Granary

Granary

[grey-nuh-ree, gran-uh-]

A granary is a storehouse for threshed grain or animal feed. In ancient or primitive granaries, pottery is the most common use of storage in these buildings. Granaries are often built above the ground to keep the stored food from mice and other animals.

From ancient times grain has been stored in bulk. The oldest granary yet found dates back to 9500 BC and is located in the Jordan Valley, followed by Mehrgarh in the Indus Valley from 6000 BC. The ancient Egyptians made a practice of preserving grain in years of plenty against years of scarcity. The climate of Egypt being very dry, grain could be stored in pits for a long time without sensible loss of quality. The silo pit, as it has been termed, has been a favorite way of storing grain from time immemorial in all oriental lands. In Turkey and Persia, usurers used to buy up wheat or barley when comparatively cheap, and store it in hidden pits against seasons of dearth. In Malta a relatively large stock of wheat was preserved in some hundreds of pits (silos) cut in the rock. A single silo stored from 60 to 80 tons of wheat, which, with proper precautions, kept in good condition for four years or more.

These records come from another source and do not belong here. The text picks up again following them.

//! Tournament schedule record, search parameters, and TournamentError.

use crate::models::participant::HorseId;
use chrono::NaiveDate;
use serde::{Deserialize, Serialize};
use thiserror::Error;
use uuid::Uuid;

/// Errors that can occur during tournament operations.
#[derive(Clone, Debug, Eq, PartialEq, Error)]
pub enum TournamentError {
    /// The entrant list cannot be seeded into a bracket.
    #[error("Invalid bracket input: {0}")]
    InvalidBracketInput(String),
    /// Regenerating the first round would discard recorded results.
    #[error("Cannot generate first round: there are already entries of rounds")]
    AlreadyStarted,
    /// Winner assignment violates round order or match membership.
    #[error("Illegal advance: {0}")]
    IllegalAdvance(String),
    /// A structural bracket invariant does not hold.
    #[error("Bracket corrupted: {0}")]
    BracketCorrupted(String),
    /// No tournament with this id.
    #[error("No tournament with id {0}")]
    NotFound(TournamentId),
    /// Create request rejected; one message per failed check.
    #[error("Validation of tournament failed: {}", .0.join(", "))]
    Validation(Vec<String>),
    /// The store could not be read or written.
    #[error("Storage error: {0}")]
    Storage(String),
}

/// Unique identifier for a tournament.
pub type TournamentId = Uuid;

/// Longest accepted tournament name, in characters.
pub const MAX_NAME_LEN: usize = 100;

/// A scheduled tournament (bracket state lives in `TournamentStandings`).
#[derive(Clone, Debug, Eq, PartialEq, Serialize, Deserialize)]
pub struct Tournament {
    pub id: TournamentId,
    pub name: String,
    pub start_date: NaiveDate,
    pub end_date: NaiveDate,
}

impl Tournament {
    /// Create a tournament with a fresh id.
    pub fn new(name: impl Into<String>, start_date: NaiveDate, end_date: NaiveDate) -> Self {
        Self {
            id: Uuid::new_v4(),
            name: name.into(),
            start_date,
            end_date,
        }
    }
}

/// Request body for scheduling a tournament. Participants are directory ids in seeding order.
#[derive(Clone, Debug, Eq, PartialEq, Serialize, Deserialize)]
pub struct TournamentCreate {
    #[serde(default)]
    pub name: Option<String>,
    pub start_date: NaiveDate,
    pub end_date: NaiveDate,
    #[serde(default)]
    pub participants: Vec<HorseId>,
}

/// Search filter; every given field must match.
#[derive(Clone, Debug, Default, Eq, PartialEq, Serialize, Deserialize)]
pub struct TournamentSearch {
    #[serde(default)]
    pub name: Option<String>,
    /// Tournaments ending on or after this date.
    #[serde(default)]
    pub start_date: Option<NaiveDate>,
    /// Tournaments starting on or before this date.
    #[serde(default)]
    pub end_date: Option<NaiveDate>,
}

impl TournamentSearch {
    pub fn matches(&self, tournament: &Tournament) -> bool {
        let name_ok = self.name.as_deref().map_or(true, |q| {
            tournament
                .name
                .to_lowercase()
                .contains(&q.trim().to_lowercase())
        });
        let start_ok = self.start_date.map_or(true, |d| tournament.end_date >= d);
        let end_ok = self.end_date.map_or(true, |d| tournament.start_date <= d);
        name_ok && start_ok && end_ok
    }
}
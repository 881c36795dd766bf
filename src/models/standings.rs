//! TournamentStandings: the roster plus the authoritative bracket tree.

use crate::models::bracket::{rounds_for, BracketNode};
use crate::models::participant::{HorseId, Participant};
use crate::models::tournament::TournamentId;
use serde::{Deserialize, Serialize};

/// Standings of one tournament, as edited by one operator session.
#[derive(Clone, Debug, Eq, PartialEq, Serialize, Deserialize)]
pub struct TournamentStandings {
    pub id: TournamentId,
    pub name: String,
    /// Flat roster for lookups and suggestions; `entry_number`/`round_reached` mirror the tree.
    pub participants: Vec<Participant>,
    pub tree: BracketNode,
}

impl TournamentStandings {
    /// New standings with an empty bracket sized for the roster.
    pub fn new(id: TournamentId, name: impl Into<String>, participants: Vec<Participant>) -> Self {
        let tree = BracketNode::empty(rounds_for(participants.len()));
        Self {
            id,
            name: name.into(),
            participants,
            tree,
        }
    }

    pub fn participant(&self, horse_id: HorseId) -> Option<&Participant> {
        self.participants.iter().find(|p| p.horse_id == horse_id)
    }

    /// True once anyone has reached round 1 or later, in the tree or on the roster. Advances
    /// through byes count.
    pub fn has_history(&self) -> bool {
        self.participants.iter().any(|p| p.round_reached > 0)
            || self
                .tree
                .entrants()
                .iter()
                .any(|p| self.tree.round_reached(p.horse_id).is_some_and(|r| r > 0))
    }

    /// Re-derive `round_reached` and `entry_number` on the roster (and leaf copies) from the tree.
    pub fn sync_roster(&mut self) {
        self.tree.project_rounds();
        for participant in &mut self.participants {
            participant.round_reached = self.tree.round_reached(participant.horse_id).unwrap_or(0);
            participant.entry_number = self
                .tree
                .entrant(participant.horse_id)
                .and_then(|e| e.entry_number);
        }
    }

    /// Closed once the root is decided. Advisory only.
    pub fn is_closed(&self) -> bool {
        self.tree.is_decided()
    }

    pub fn champion(&self) -> Option<&Participant> {
        self.tree.champion()
    }
}
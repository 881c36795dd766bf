//! Tournament business logic: bracket building, validation, standings, seeding, scheduling.

mod builder;
mod schedule;
mod seeding;
mod standings;
mod validator;

pub use builder::build_first_round;
pub use schedule::schedule_tournament;
pub use seeding::{
    draw_seeding, ranking_points, seed_by_ranking, CHAMPION_POINTS, FINALIST_POINTS,
    SEMI_FINALIST_POINTS,
};
pub use standings::{
    generate_first_round, load_standings, record_match_result, save_standings,
    suggest_candidates,
};
pub use validator::{
    is_match_decidable, is_match_incomplete, is_winner_set, set_winner, validate_standings,
    validate_tree,
};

Simple storage granaries raised up on four or more posts appeared in the Yangshao culture in China and after the onset of intensive agriculture in the Korean peninsula during the Mumun pottery period (c. 1000 B.C.) and in the Japanese archipelago during the Final Jōmon/Early Yayoi periods (c. 800 B.C.). In the archaeological vernacular of Northeast Asia, these features are lumped with those that may have also functioned as residences and together are called 'raised floor buildings'.

Towards the close of the 19th century, warehouses specially intended for holding grain began to multiply in Great Britain, but North America is the home of great granaries, known there as grain elevators. There are climatic difficulties in the way of storing grain in Great Britain on a large scale, but these difficulties have been largely overcome. To preserve grain in good condition it must be kept as much as possible from moisture and heat. New grain when brought into a warehouse has a tendency to release moisture. Bacteria are more active in this condition and can heat the grain. If the heating is allowed to continue the quality of the grain suffers. An effectual remedy is to turn out the grain in layers, not too thick, on a floor, and to keep turning it over so as to aerate it thoroughly. Grain can thus be conditioned for storage in silos.